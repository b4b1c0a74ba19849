use thiserror::Error;

use pubcheck_types::DepKeyError;

/// Errors from manifest loading, validation, and persistence.
#[derive(Debug, Error)]
pub enum ManifestError {
    #[error(transparent)]
    Io(#[from] std::io::Error),

    #[error("manifest is not valid TOML: {0}")]
    Parse(#[from] toml_edit::TomlError),

    #[error("manifest is missing the '{field}' field")]
    MissingField { field: &'static str },

    #[error("manifest [dependencies] is not a table")]
    DependenciesNotATable,

    #[error("manifest dependency '{key}' is malformed: {source}")]
    InvalidDepKey { key: String, source: DepKeyError },
}

#[cfg(test)]
mod tests {
    use super::*;

    #[test]
    fn invalid_dep_key_names_the_offender() {
        let err = ManifestError::InvalidDepKey {
            key: "zlib".to_string(),
            source: DepKeyError::MissingSeparator("zlib".to_string()),
        };
        let msg = err.to_string();
        assert!(msg.contains("zlib"));
        assert!(msg.contains("separator"));
    }
}
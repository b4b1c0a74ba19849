//! Configuration file loading for pubcheck.
//!
//! Discovers and loads `pubcheck.toml`, which declares the remote package
//! repositories as an ordered list. List order is priority order: the first
//! repository wins conflicts and is queried first during dependency
//! resolution. The registry is loaded once at process start and is immutable
//! for the duration of a run.

use camino::{Utf8Path, Utf8PathBuf};
use fs_err as fs;
use serde::Deserialize;
use thiserror::Error;
use tracing::debug;

use pubcheck_types::Repository;

/// The config file name to search for.
pub const CONFIG_FILE_NAME: &str = "pubcheck.toml";

/// Top-level configuration from pubcheck.toml.
///
/// ```toml
/// [[repositories]]
/// name = "stable"
/// url = "https://stable.pkgs.example.org"
///
/// [[repositories]]
/// name = "unstable"
/// url = "https://unstable.pkgs.example.org"
/// ```
#[derive(Debug, Clone, Default, Deserialize)]
#[serde(default)]
pub struct PubcheckConfig {
    /// Remote repositories in priority order.
    pub repositories: Vec<Repository>,
}

impl PubcheckConfig {
    pub fn into_registry(self) -> Registry {
        Registry::new(self.repositories)
    }
}

#[derive(Debug, Error)]
pub enum ConfigError {
    #[error(transparent)]
    Io(#[from] std::io::Error),

    #[error("invalid TOML in {path}: {source}")]
    Parse {
        path: Utf8PathBuf,
        source: toml::de::Error,
    },
}

/// Discover the pubcheck.toml config file in the given directory.
pub fn discover_config(dir: &Utf8Path) -> Option<Utf8PathBuf> {
    let config_path = dir.join(CONFIG_FILE_NAME);
    if config_path.exists() {
        debug!("found config file at {}", config_path);
        Some(config_path)
    } else {
        debug!("no config file found at {}", config_path);
        None
    }
}

/// Load and parse a pubcheck.toml config file.
pub fn load_config(path: &Utf8Path) -> Result<PubcheckConfig, ConfigError> {
    let contents = fs::read_to_string(path)?;
    toml::from_str(&contents).map_err(|source| ConfigError::Parse {
        path: path.to_owned(),
        source,
    })
}

/// Load config from a directory, or return the default (no repositories)
/// if no file is found.
pub fn load_or_default(dir: &Utf8Path) -> Result<PubcheckConfig, ConfigError> {
    match discover_config(dir) {
        Some(path) => load_config(&path),
        None => Ok(PubcheckConfig::default()),
    }
}

/// The ordered set of configured repositories.
///
/// A repository's priority is its position: index 0 is the highest-priority
/// repository.
#[derive(Debug, Clone, Default)]
pub struct Registry {
    repositories: Vec<Repository>,
}

impl Registry {
    pub fn new(repositories: Vec<Repository>) -> Self {
        Self { repositories }
    }

    pub fn iter(&self) -> impl Iterator<Item = &Repository> {
        self.repositories.iter()
    }

    pub fn len(&self) -> usize {
        self.repositories.len()
    }

    pub fn is_empty(&self) -> bool {
        self.repositories.is_empty()
    }

    /// Priority index of a repository, if configured.
    pub fn position(&self, name: &str) -> Option<usize> {
        self.repositories.iter().position(|r| r.name == name)
    }

    pub fn contains(&self, name: &str) -> bool {
        self.position(name).is_some()
    }

    pub fn get(&self, name: &str) -> Option<&Repository> {
        self.repositories.iter().find(|r| r.name == name)
    }

    /// The highest-priority repository among `names`, or `None` when none of
    /// them is configured. Order of `names` is irrelevant; only registry
    /// order decides.
    pub fn first_of<'a, I>(&self, names: I) -> Option<&Repository>
    where
        I: IntoIterator<Item = &'a str>,
    {
        let names: Vec<&str> = names.into_iter().collect();
        self.repositories
            .iter()
            .find(|r| names.contains(&r.name.as_str()))
    }
}
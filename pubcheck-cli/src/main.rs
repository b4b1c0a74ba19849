use anyhow::Context;
use camino::Utf8PathBuf;
use clap::{Parser, Subcommand};
use std::process::ExitCode;
use tracing::{error, info, warn};
use tracing_subscriber::EnvFilter;

use pubcheck_checks::{
    DepsSolverCheck, DescriptionCheck, DuplicateDepsCheck, DuplicateFilesCheck, ElfInspector,
    ExecutableCheck, VersionCheck,
};
use pubcheck_engine::{CheckReport, RunOptions, run_check};
use pubcheck_manifest::Package;
use pubcheck_search::HttpSearchClient;

#[derive(Debug, Parser)]
#[command(
    name = "pubcheck",
    version,
    about = "Pre-publication validator and repair tool for package trees."
)]
struct Cli {
    #[command(subcommand)]
    cmd: Command,
}

#[derive(Debug, Subcommand)]
enum Command {
    /// Run the check suite against a package directory.
    Check(CheckArgs),
    /// List the available checks.
    ListChecks,
}

#[derive(Debug, Parser)]
struct CheckArgs {
    /// Package root (default: current directory).
    #[arg(long, default_value = ".")]
    package: Utf8PathBuf,

    /// Configuration file (default: pubcheck.toml in the package root).
    #[arg(long)]
    config: Option<Utf8PathBuf>,

    /// Log a proposed remediation diff for each failing item.
    #[arg(long, default_value_t = false)]
    diff: bool,

    /// Apply remediations, mutating the manifest and filesystem.
    #[arg(long, default_value_t = false)]
    fix: bool,

    /// Also search every package file against every repository (one request
    /// per file per repository).
    #[arg(long, default_value_t = false)]
    with_duplicate_files: bool,

    /// Skip a check by name (repeatable; see list-checks).
    #[arg(long)]
    skip: Vec<String>,
}

/// Check names and one-line descriptions, in execution order.
const CHECKS: &[(&str, &str)] = &[
    (
        ExecutableCheck::NAME,
        "installed binaries must be executable",
    ),
    (
        DescriptionCheck::NAME,
        "the manifest description must be well-formed",
    ),
    (
        VersionCheck::NAME,
        "the manifest version must be a valid semantic version",
    ),
    (
        DuplicateDepsCheck::NAME,
        "a package must not be declared under several repositories",
    ),
    (
        DepsSolverCheck::NAME,
        "every needed shared library must be provided by a dependency",
    ),
    (
        DuplicateFilesCheck::NAME,
        "package files must not already be published elsewhere (opt-in)",
    ),
];

fn main() -> ExitCode {
    tracing_subscriber::fmt()
        .with_env_filter(
            EnvFilter::try_from_default_env().unwrap_or_else(|_| EnvFilter::new("info")),
        )
        .init();

    let cli = Cli::parse();
    match cli.cmd {
        Command::Check(args) => match cmd_check(args) {
            Ok(true) => ExitCode::SUCCESS,
            // Validation failures are findings, not tool errors.
            Ok(false) => ExitCode::from(2),
            Err(e) => {
                error!("{:?}", e);
                ExitCode::from(1)
            }
        },
        Command::ListChecks => {
            cmd_list_checks();
            ExitCode::SUCCESS
        }
    }
}

fn cmd_check(args: CheckArgs) -> anyhow::Result<bool> {
    let config = match &args.config {
        Some(path) => pubcheck_registry::load_config(path)
            .with_context(|| format!("load config {path}"))?,
        None => pubcheck_registry::load_or_default(&args.package)?,
    };
    let registry = config.into_registry();
    if registry.is_empty() {
        warn!("no repositories configured; remote lookups will find nothing");
    }

    let mut pkg = Package::load(&args.package)
        .with_context(|| format!("load package at {}", args.package))?;
    info!("checking package {}", pkg.spec());

    let search = HttpSearchClient::new()?;
    let inspector = ElfInspector;
    let opts = RunOptions {
        diff: args.diff,
        fix: args.fix,
    };
    let skipped = |name: &str| args.skip.iter().any(|s| s == name);

    let mut reports: Vec<CheckReport> = Vec::new();

    if !skipped(ExecutableCheck::NAME) {
        let mut check = ExecutableCheck::new(pkg.root().to_owned());
        reports.push(run_check(&mut check, opts)?);
    }
    if !skipped(DescriptionCheck::NAME) {
        let mut check = DescriptionCheck::new(&mut pkg);
        reports.push(run_check(&mut check, opts)?);
    }
    if !skipped(VersionCheck::NAME) {
        let mut check = VersionCheck::new(&mut pkg);
        reports.push(run_check(&mut check, opts)?);
    }
    if !skipped(DuplicateDepsCheck::NAME) {
        let mut check = DuplicateDepsCheck::new(&mut pkg, &registry);
        reports.push(run_check(&mut check, opts)?);
    }
    if !skipped(DepsSolverCheck::NAME) {
        info!("looking for missing shared-library dependencies");
        let mut check = DepsSolverCheck::new(&mut pkg, &registry, &search, &inspector);
        reports.push(run_check(&mut check, opts)?);
    }
    if args.with_duplicate_files && !skipped(DuplicateFilesCheck::NAME) {
        info!("checking whether package files are already published elsewhere");
        let mut check = DuplicateFilesCheck::new(&pkg, &registry, &search);
        reports.push(run_check(&mut check, opts)?);
    }

    println!();
    println!("{:<24} {:>6} {:>6}  STATUS", "CHECK", "ITEMS", "FAILED");
    for report in &reports {
        println!(
            "{:<24} {:>6} {:>6}  {}",
            report.check,
            report.checked,
            report.failures.len(),
            if report.passed() { "pass" } else { "FAIL" }
        );
    }

    Ok(reports.iter().all(CheckReport::passed))
}

fn cmd_list_checks() {
    println!("Available checks:\n");
    for (name, description) in CHECKS {
        println!("  {:<24} {}", name, description);
    }
    println!();
    println!("Use 'pubcheck check --skip <name>' to skip a check.");
}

# # # #

◆ Goal of the exercise: Whenever a line in the material above holds the string "shared", copy that line in full.

◆ The completed task:
        "every needed shared library must be provided by a dependency",
        info!("looking for missing shared-library dependencies");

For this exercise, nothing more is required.